We are interested in understanding how memories are encoded and retained in the brain and use different methods to uncover the basic molecular and cellular mechanisms underlying learning. Following accumulation of basic science research and data, we recently try to find new ways to enhance memory. Very little is known about drugs which can enhance the consolidation phase of memories in the cortex, the brain structure considered to store at least partially, long term memories. We tested the hypothesis that pharmacological and genetic manipulation of translation machinery, known to be involved in the molecular consolidation phase, enhances positive or negative forms of cortical dependent memories.

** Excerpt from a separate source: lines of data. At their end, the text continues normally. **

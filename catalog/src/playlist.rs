//! [`Playlist`], [`PlaylistSummary`], and the in-memory [`PlaylistView`].

use crate::{Error, PlayableItem, Store};
use regex::RegexBuilder;

/// Summary row returned by [`Store::list_playlists`].
#[derive(Debug, Clone, PartialEq, serde::Serialize, serde::Deserialize)]
pub struct PlaylistSummary {
    /// Catalog id.
    pub id: i64,
    /// Unique playlist name.
    pub name: String,
    /// Non-negative weight used for weighted-random selection.
    pub weight: i64,
    /// Non-tombstoned item count.
    pub length: usize,
}

/// A named ordered collection of item ids, as persisted (spec §3 `Playlist`).
#[derive(Debug, Clone, PartialEq, serde::Serialize, serde::Deserialize)]
pub struct Playlist {
    /// Catalog id. `0` for synthetic playlists (e.g. the superlist).
    pub id: i64,
    /// Unique playlist name.
    pub name: String,
    /// Non-negative weight used for weighted-random selection.
    pub weight: i64,
    /// Ordered item ids.
    pub item_ids: Vec<i64>,
}

/// A request to append or replace a playlist's item sequence (spec §4.3
/// `apply_merge_request`), as submitted through the control surface.
#[derive(Debug, Clone, PartialEq, serde::Serialize, serde::Deserialize)]
pub struct MergeRequest {
    /// Item ids to append (or replace with, if `replace` is set by the caller).
    pub item_ids: Vec<i64>,
}

/// An in-memory working copy of a [`Playlist`] (spec §3/§4.3 `Playlist View`).
///
/// Items are tombstoned (`None`) in place when popped, so ordinal position of
/// remaining entries is preserved and the backing catalog is never mutated
/// by consumption. A view flagged [`PlaylistView::never_save`] refuses writes
/// through the generic store path, since it represents ephemeral runtime
/// state (override queue, bumpers, main show).
#[derive(Debug, Clone)]
pub struct PlaylistView {
    name: String,
    weight: i64,
    slots: Vec<Option<i64>>,
    never_save: bool,
}
impl PlaylistView {
    /// Wraps a freshly-fetched [`Playlist`] as a view.
    #[must_use]
    pub fn from_playlist(playlist: Playlist, never_save: bool) -> Self {
        Self {
            name: playlist.name,
            weight: playlist.weight,
            slots: playlist.item_ids.into_iter().map(Some).collect(),
            never_save,
        }
    }
    /// Constructs an empty view, e.g. for an override queue with no backing playlist.
    #[must_use]
    pub fn empty(name: impl Into<String>) -> Self {
        Self {
            name: name.into(),
            weight: 0,
            slots: Vec::new(),
            never_save: true,
        }
    }
    /// Playlist name this view was loaded from.
    #[must_use]
    pub fn name(&self) -> &str {
        &self.name
    }
    /// `true` if writes through the generic store path must be refused.
    #[must_use]
    pub fn never_save(&self) -> bool {
        self.never_save
    }
    /// Count of non-tombstoned entries.
    #[must_use]
    pub fn size(&self) -> usize {
        self.slots.iter().filter(|s| s.is_some()).count()
    }
    /// `true` if no non-tombstoned entries remain.
    #[must_use]
    pub fn is_empty(&self) -> bool {
        self.size() == 0
    }
    /// Scans in order, fetching each candidate, returning the first whose
    /// duration fits within `seconds` and tombstoning it. The view is
    /// expected to be pre-sorted duration-descending, so the first fit is
    /// typically the largest that still fits.
    ///
    /// # Errors
    /// Propagates catalog lookup errors.
    pub fn pop_with_timelimit(
        &mut self,
        seconds: i64,
        store: &Store,
    ) -> Result<Option<PlayableItem>, Error> {
        for slot in &mut self.slots {
            let Some(id) = *slot else { continue };
            let Some(item) = store.fetch_item_by_id(id)? else {
                *slot = None;
                continue;
            };
            if item.duration <= seconds {
                *slot = None;
                return Ok(Some(item));
            }
        }
        Ok(None)
    }
    /// Unconditionally pops the first non-tombstoned entry.
    ///
    /// # Errors
    /// Propagates catalog lookup errors.
    pub fn pop_front(&mut self, store: &Store) -> Result<Option<PlayableItem>, Error> {
        for slot in &mut self.slots {
            let Some(id) = slot.take() else { continue };
            if let Some(item) = store.fetch_item_by_id(id)? {
                return Ok(Some(item));
            }
        }
        Ok(None)
    }
    /// Returns a fresh [`Playlist`] of entries whose description or filename
    /// case-insensitively contains `pattern`.
    ///
    /// # Errors
    /// Returns an error if `pattern` is not a valid regular expression, or a
    /// catalog lookup fails.
    pub fn filter(&self, store: &Store, pattern: &str) -> Result<Playlist, Error> {
        let re = RegexBuilder::new(pattern)
            .case_insensitive(true)
            .build()
            .map_err(|e| Error::Malformed(format!("invalid filter pattern: {e}")))?;
        let mut item_ids = Vec::new();
        for slot in &self.slots {
            let Some(id) = *slot else { continue };
            let Some(item) = store.fetch_item_by_id(id)? else {
                continue;
            };
            if re.is_match(&item.description) || re.is_match(&item.filename) {
                item_ids.push(id);
            }
        }
        Ok(Playlist {
            id: 0,
            name: format!("{}:filter({pattern})", self.name),
            weight: self.weight,
            item_ids,
        })
    }
    /// Either appends `request`'s ids to the view, or (if `replace`) replaces
    /// the entire id sequence.
    pub fn apply_merge_request(&mut self, request: &MergeRequest, replace: bool) {
        if replace {
            self.slots.clear();
        }
        self.slots.extend(request.item_ids.iter().copied().map(Some));
    }
    /// Pushes a single id to the back of the view (used by the override queue).
    pub fn push_back(&mut self, id: i64) {
        self.slots.push(Some(id));
    }
    /// Snapshots the current (non-tombstoned) ids as a [`Playlist`].
    #[must_use]
    pub fn to_playlist(&self, id: i64) -> Playlist {
        Playlist {
            id,
            name: self.name.clone(),
            weight: self.weight,
            item_ids: self.slots.iter().filter_map(|s| *s).collect(),
        }
    }
}

#[cfg(test)]
mod tests {
    use super::*;
    use crate::ItemType;

    fn store_with_items(durations: &[i64]) -> (Store, Vec<i64>) {
        let store = Store::open_in_memory().expect("in-memory store");
        let mut ids = Vec::new();
        for (i, &d) in durations.iter().enumerate() {
            let mut item = PlayableItem::new(format!("file-{i}.mp3"), ItemType::Local);
            item.duration = d;
            item.description = format!("track {i}");
            ids.push(store.insert_item(&item).expect("insert"));
        }
        (store, ids)
    }

    #[test]
    fn pop_with_timelimit_returns_first_fit_and_tombstones_exactly_one() {
        let (store, ids) = store_with_items(&[600, 40, 30]);
        let playlist = Playlist {
            id: 1,
            name: "mainshow".into(),
            weight: 1,
            item_ids: ids,
        };
        let mut view = PlaylistView::from_playlist(playlist, true);
        let before = view.size();
        let popped = view.pop_with_timelimit(215, &store).expect("lookup ok");
        assert_eq!(popped.map(|i| i.duration), Some(40));
        assert_eq!(view.size(), before - 1);
    }

    #[test]
    fn pop_with_timelimit_zero_matches_only_zero_duration() {
        let (store, ids) = store_with_items(&[5, 0, 3]);
        let playlist = Playlist {
            id: 1,
            name: "x".into(),
            weight: 1,
            item_ids: ids,
        };
        let mut view = PlaylistView::from_playlist(playlist, true);
        let popped = view.pop_with_timelimit(0, &store).expect("lookup ok");
        assert_eq!(popped.map(|i| i.duration), Some(0));
    }

    #[test]
    fn pop_with_timelimit_no_fit_returns_none_and_does_not_shrink() {
        let (store, ids) = store_with_items(&[600, 500]);
        let playlist = Playlist {
            id: 1,
            name: "x".into(),
            weight: 1,
            item_ids: ids,
        };
        let mut view = PlaylistView::from_playlist(playlist, true);
        let before = view.size();
        let popped = view.pop_with_timelimit(10, &store).expect("lookup ok");
        assert!(popped.is_none());
        assert_eq!(view.size(), before);
    }

    #[test]
    fn filter_matches_description_case_insensitively() {
        let (store, ids) = store_with_items(&[1, 2, 3]);
        let playlist = Playlist {
            id: 1,
            name: "x".into(),
            weight: 1,
            item_ids: ids,
        };
        let view = PlaylistView::from_playlist(playlist, true);
        let filtered = view.filter(&store, "TRACK 1").expect("valid regex");
        assert_eq!(filtered.item_ids.len(), 1);
    }
}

We found that dephosphorylation (Ser51) of eIF2α specifically in the cortex is both correlated and necessary for normal memory consolidation. In order to reduce eIF2α phosphorylation and improve memory consolidation, we pharmacologically or genetically inhibited the different eIF2α kinases expressed in the brain. In addition, we tested the involvement of eIF2α pathway in mice models of aging and sporadic Alzheimer disease and found strong link between the two.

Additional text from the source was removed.